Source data
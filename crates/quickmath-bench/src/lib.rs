//! Shared helpers for quickmath benchmarks: seeded RNG, input generators.

use quickmath::{Mat4, Quat, Vec3, Vec4};

/// Simple xoshiro256** PRNG for reproducible benchmarks (no rand dependency in lib).
pub struct Rng {
    s: [u64; 4],
}

impl Rng {
    pub fn new(seed: u64) -> Self {
        // SplitMix64 to expand seed into state
        let mut z = seed;
        let mut s = [0u64; 4];
        for slot in &mut s {
            z = z.wrapping_add(0x9e3779b97f4a7c15);
            z = (z ^ (z >> 30)).wrapping_mul(0xbf58476d1ce4e5b9);
            z = (z ^ (z >> 27)).wrapping_mul(0x94d049bb133111eb);
            *slot = z ^ (z >> 31);
        }
        Self { s }
    }

    fn next_u64(&mut self) -> u64 {
        let result = (self.s[1].wrapping_mul(5)).rotate_left(7).wrapping_mul(9);
        let t = self.s[1] << 17;
        self.s[2] ^= self.s[0];
        self.s[3] ^= self.s[1];
        self.s[1] ^= self.s[2];
        self.s[0] ^= self.s[3];
        self.s[2] ^= t;
        self.s[3] = self.s[3].rotate_left(45);
        result
    }

    /// Uniform f32 in [-1, 1]
    pub fn f32(&mut self) -> f32 {
        ((self.next_u64() as f64) / (u64::MAX as f64) * 2.0 - 1.0) as f32
    }

    /// Uniform f32 in [lo, hi]
    pub fn range(&mut self, lo: f32, hi: f32) -> f32 {
        lo + (self.f32() * 0.5 + 0.5) * (hi - lo)
    }
}

pub fn make_rng() -> Rng {
    Rng::new(0xDEAD_BEEF_CAFE_BABE)
}

// --- quickmath generators ---

pub fn random_vec3(n: usize) -> Vec<Vec3> {
    let mut rng = make_rng();
    (0..n)
        .map(|_| Vec3::new(rng.f32(), rng.f32(), rng.f32()))
        .collect()
}

pub fn random_vec4(n: usize) -> Vec<Vec4> {
    let mut rng = make_rng();
    (0..n)
        .map(|_| Vec4::new(rng.f32(), rng.f32(), rng.f32(), rng.f32()))
        .collect()
}

/// Rigid transforms with a random axis, angle, and offset: always invertible.
pub fn random_mat4(n: usize) -> Vec<Mat4> {
    let mut rng = make_rng();
    (0..n)
        .map(|_| {
            let axis = Vec3::new(rng.f32(), rng.f32(), rng.f32() + 2.0);
            let angle = rng.range(-180.0, 180.0);
            let offset = Vec3::new(rng.f32(), rng.f32(), rng.f32());
            Mat4::translation(offset) * Mat4::rotation_axis(axis, angle)
        })
        .collect()
}

pub fn random_quat(n: usize) -> Vec<Quat> {
    let mut rng = make_rng();
    (0..n)
        .map(|_| Quat::new(rng.f32(), rng.f32(), rng.f32(), rng.f32() + 2.0).normalize())
        .collect()
}

pub fn random_euler(n: usize) -> Vec<Vec3> {
    let mut rng = make_rng();
    (0..n)
        .map(|_| {
            Vec3::new(
                rng.range(-180.0, 180.0),
                rng.range(-180.0, 180.0),
                rng.range(-180.0, 180.0),
            )
        })
        .collect()
}

// --- glam conversions (glam is only a dev-dependency, so benches convert raw data) ---

pub fn mat4_cols(m: &Mat4) -> [f32; 16] {
    let mut out = [0.0f32; 16];
    for (c, chunk) in out.chunks_exact_mut(4).enumerate() {
        chunk.copy_from_slice(&m[c].to_array());
    }
    out
}
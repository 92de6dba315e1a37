fn main() {
    println!("cargo:rustc-check-cfg=cfg(quickmath_sse)");

    // The packed backend is SSE2 only; anything else takes the scalar path.
    let simd = std::env::var_os("CARGO_FEATURE_SIMD").is_some();
    let arch = std::env::var("CARGO_CFG_TARGET_ARCH").unwrap_or_default();
    let features = std::env::var("CARGO_CFG_TARGET_FEATURE").unwrap_or_default();

    if simd && (arch == "x86" || arch == "x86_64") && features.split(',').any(|f| f == "sse2") {
        println!("cargo:rustc-cfg=quickmath_sse");
    }
}
use crate::scalar;
use core::ops::{
    Add, AddAssign, Div, DivAssign, Index, IndexMut, Mul, MulAssign, Neg, Sub, SubAssign,
};

#[derive(Clone, Copy, Debug, Default, PartialEq)]
#[repr(C)]
#[cfg_attr(feature = "serde", derive(serde::Serialize, serde::Deserialize))]
pub struct Vec2 {
    pub x: f32,
    pub y: f32,
}

impl Vec2 {
    pub const ZERO: Self = Self::new(0.0, 0.0);
    pub const ONE: Self = Self::new(1.0, 1.0);
    pub const X: Self = Self::new(1.0, 0.0);
    pub const Y: Self = Self::new(0.0, 1.0);

    #[inline]
    pub const fn new(x: f32, y: f32) -> Self {
        Self { x, y }
    }

    #[inline]
    pub const fn splat(v: f32) -> Self {
        Self::new(v, v)
    }

    /// Width alias for `x`.
    #[inline]
    pub fn w(self) -> f32 {
        self.x
    }

    /// Height alias for `y`.
    #[inline]
    pub fn h(self) -> f32 {
        self.y
    }

    #[inline]
    pub fn dot(self, rhs: Self) -> f32 {
        self.x * rhs.x + self.y * rhs.y
    }

    #[inline]
    pub fn length_squared(self) -> f32 {
        self.dot(self)
    }

    #[inline]
    pub fn length(self) -> f32 {
        scalar::sqrt(self.dot(self))
    }

    /// Unit vector in the same direction. A zero-length input yields
    /// [`Vec2::ZERO`] instead of dividing by zero.
    #[inline]
    pub fn normalize(self) -> Self {
        let len = self.length();
        if len != 0.0 {
            self / len
        } else {
            degenerate!(true, "normalizing a zero-length Vec2");
            Self::ZERO
        }
    }

    #[inline]
    pub fn distance(self, other: Self) -> f32 {
        (self - other).length()
    }

    #[inline]
    pub fn min(self, other: Self) -> Self {
        Self::new(scalar::min(self.x, other.x), scalar::min(self.y, other.y))
    }

    #[inline]
    pub fn max(self, other: Self) -> Self {
        Self::new(scalar::max(self.x, other.x), scalar::max(self.y, other.y))
    }

    /// Extend to Vec3 with a given z component
    #[inline]
    pub fn extend(self, z: f32) -> crate::Vec3 {
        crate::Vec3::new(self.x, self.y, z)
    }

    #[inline]
    pub fn to_array(self) -> [f32; 2] {
        [self.x, self.y]
    }
}

impl From<[f32; 2]> for Vec2 {
    fn from(a: [f32; 2]) -> Self {
        Self::new(a[0], a[1])
    }
}

impl From<Vec2> for [f32; 2] {
    fn from(v: Vec2) -> Self {
        v.to_array()
    }
}

impl Index<usize> for Vec2 {
    type Output = f32;
    #[inline]
    fn index(&self, i: usize) -> &f32 {
        match i {
            0 => &self.x,
            1 => &self.y,
            _ => panic!("Vec2 index out of range: {i}"),
        }
    }
}

impl IndexMut<usize> for Vec2 {
    #[inline]
    fn index_mut(&mut self, i: usize) -> &mut f32 {
        match i {
            0 => &mut self.x,
            1 => &mut self.y,
            _ => panic!("Vec2 index out of range: {i}"),
        }
    }
}

impl Add for Vec2 {
    type Output = Self;
    #[inline]
    fn add(self, rhs: Self) -> Self {
        Self::new(self.x + rhs.x, self.y + rhs.y)
    }
}

impl Sub for Vec2 {
    type Output = Self;
    #[inline]
    fn sub(self, rhs: Self) -> Self {
        Self::new(self.x - rhs.x, self.y - rhs.y)
    }
}

impl Mul for Vec2 {
    type Output = Self;
    #[inline]
    fn mul(self, rhs: Self) -> Self {
        Self::new(self.x * rhs.x, self.y * rhs.y)
    }
}

impl Div for Vec2 {
    type Output = Self;
    #[inline]
    fn div(self, rhs: Self) -> Self {
        Self::new(self.x / rhs.x, self.y / rhs.y)
    }
}

impl Neg for Vec2 {
    type Output = Self;
    #[inline]
    fn neg(self) -> Self {
        Self::new(-self.x, -self.y)
    }
}

impl Mul<f32> for Vec2 {
    type Output = Self;
    #[inline]
    fn mul(self, rhs: f32) -> Self {
        Self::new(self.x * rhs, self.y * rhs)
    }
}

impl Div<f32> for Vec2 {
    type Output = Self;
    #[inline]
    fn div(self, rhs: f32) -> Self {
        Self::new(self.x / rhs, self.y / rhs)
    }
}

// Scalar * Vec2 (commutative)
impl Mul<Vec2> for f32 {
    type Output = Vec2;
    #[inline]
    fn mul(self, rhs: Vec2) -> Vec2 {
        rhs * self
    }
}

// Scalar / Vec2, componentwise
impl Div<Vec2> for f32 {
    type Output = Vec2;
    #[inline]
    fn div(self, rhs: Vec2) -> Vec2 {
        Vec2::new(self / rhs.x, self / rhs.y)
    }
}

impl AddAssign for Vec2 {
    #[inline]
    fn add_assign(&mut self, rhs: Self) {
        *self = *self + rhs;
    }
}

impl SubAssign for Vec2 {
    #[inline]
    fn sub_assign(&mut self, rhs: Self) {
        *self = *self - rhs;
    }
}

impl MulAssign<f32> for Vec2 {
    #[inline]
    fn mul_assign(&mut self, rhs: f32) {
        *self = *self * rhs;
    }
}

impl DivAssign<f32> for Vec2 {
    #[inline]
    fn div_assign(&mut self, rhs: f32) {
        *self = *self / rhs;
    }
}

**WHAT NEEDS TO BE DONE:**
A complete answer gives every line of the data that includes "normalize".

**TASK OUTPUT:**
        .map(|_| Quat::new(rng.f32(), rng.f32(), rng.f32(), rng.f32() + 2.0).normalize())
    pub fn normalize(self) -> Self {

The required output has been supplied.